30 Maggio 2006 § 2 commenti

LE PAROLE DEL PAPA E IL POLEMICUME – L’inserto del Foglio interamente dedicato al discorso del Papa ad Auschwitz.

«E’ curioso che negli stessi ambienti nei
quali domina la lettura “politicamente corretta”
del fondamentalismo islamico, quella
che insiste nell’attribuire solo a “piccole minoranze”
la scelta di una guerra santa contro
l’occidente e Israele, si tenda invece a
identificare senza residui tutto il popolo tedesco
con il nazismo».
Sergio Soave

§ 2 risposte a

  • accalarenzia ha detto:

    su questo argomento ti segnalo la lettera di Gad Lerner a Avvenire

    http://www.avvenire.it/

    che mi pare che descriva con garbo ma con molta precisione quali sono le perplessità in ordine alle parole e non al gesto del Papa, perplessità che sono state anche le mie

  • quidestveritas ha detto:

    Ti ringrazio Acca della segnalazione.
    Una precisazione: La Radio Maria citata da Lerner (che in realtà si chiama Radio Marjia), non ha niente a che vedere con la Radio Maria italiana. Quella polacca è un “cane sciolto” che non risponde alla Conferenza episcopale del suo paese.

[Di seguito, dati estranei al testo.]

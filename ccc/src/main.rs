use ccc::{CompileError, CompileOptions, Error, OptLevel};
use clap::Parser;
use console::style;
use std::fs;
use std::path::PathBuf;
use std::process::ExitCode;

#[derive(Parser)]
#[command(version, about = "ccc - compile a C-like program from its serialized AST")]
struct Args {
    /// JSON file holding the program's AST
    input: PathBuf,

    /// Optimization level
    #[arg(short = 'O', long, default_value_t = 1, value_parser = clap::value_parser!(u8).range(0..=1))]
    opt_level: u8,

    /// Print the AST after optimization
    #[arg(short = 'a', long)]
    dump_ast: bool,

    /// Print the generated IR
    #[arg(short = 'i', long)]
    dump_ir: bool,

    /// Write the generated IR to this file
    #[arg(short = 'o', long)]
    output: Option<PathBuf>,

    /// Run `main` and exit with its return value
    #[arg(long)]
    run: bool,

    /// Maximum level of log events written to stderr
    #[arg(long, default_value_t = tracing::Level::WARN)]
    trace_level: tracing::Level,
}

fn try_main(args: &Args) -> Result<u8, Error> {
    let json = fs::read_to_string(&args.input)?;
    let mut program = ccc::load_program(&json)?;

    let options = CompileOptions {
        opt_level: OptLevel::from_level(args.opt_level).unwrap_or_default(),
        dump_ast: args.dump_ast,
        dump_ir: args.dump_ir,
        module_name: args
            .input
            .file_stem()
            .map_or_else(|| "main".to_string(), |stem| stem.to_string_lossy().into_owned()),
    };
    let module = ccc::compile(&mut program, &options)?;

    match &args.output {
        Some(path) => fs::write(path, module.to_string())?,
        None if !args.run && !args.dump_ir => print!("{}", module),
        None => {}
    }

    if args.run {
        let result = ccc::run(&module)?;
        print!("{}", result.output);
        // Truncated the same way a process exit status is.
        return Ok(result.exit_code as u8);
    }
    Ok(0)
}

fn main() -> ExitCode {
    let args = Args::parse();

    tracing_subscriber::fmt()
        .with_writer(std::io::stderr)
        .with_max_level(args.trace_level)
        .init();

    match try_main(&args) {
        Ok(code) => ExitCode::from(code),
        Err(Error::Compile(err @ CompileError::Semantic(_))) => {
            if let Some(diagnostic) = err.diagnostic() {
                eprint!("{}", diagnostic);
            }
            ExitCode::FAILURE
        }
        Err(err) => {
            eprintln!("{} {}", style("error").red().bold(), err);
            ExitCode::FAILURE
        }
    }
}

    Io credo che il discorso del Papa vada al di là delle semplici ragioni storiche di un tragico evento. Se avesse parlato di antisemitismo tout court sarebbe stato un discorso sicuramente apprezzato e politicamente corretto, ma retorico, simile a tanti altri, simile a tutti i discorsi che i capi di stato tengono quando vanno a commemorare le vittime della tragedia nazista. Il discorso del Papa apre invece a una lettura metastorica, una lettura teologica della storia, che poi può essere applicata anche al permanere dell’antisemitismo nella società contemporanea. Lerner dice che le colpe di Auschwitz non possono essere addossate solo a «un gruppo di criminali», ma infatti nel discorso del Papa non viene detto questo. È vero parla di “gruppo di criminali”, ma in quel punto si tratta di determinare le responsabilità oggettive dei fatti (che quindi non possono essere caricate sulle spalle dell’intero popolo tedesco), ma in realtà il Papa sostiene che le responsabilità sono da ricercare nelle ideologie che vedono nei propri simili dei “non-uomini”, siano ebrei, siano oppositori politici, siano cristiani, o altro. Come non ignorare queste parole? «incombono nuove sventure e sembrano emergere nuovamente dai cuori degli uomini tutte le forze oscure: da una parte, l’abuso del nome di Dio per la giustificazione di una violenza cieca contro persone innocenti; dall’altra, il cinismo che non conosce Dio e che schernisce la fede in Lui».
    Doveva pronunciare la parola anti-semitismo per vedere approvato da tutti il proprio discorso? No, Auschwitz è molto di più ed è solo pretestuoso non riconoscerlo.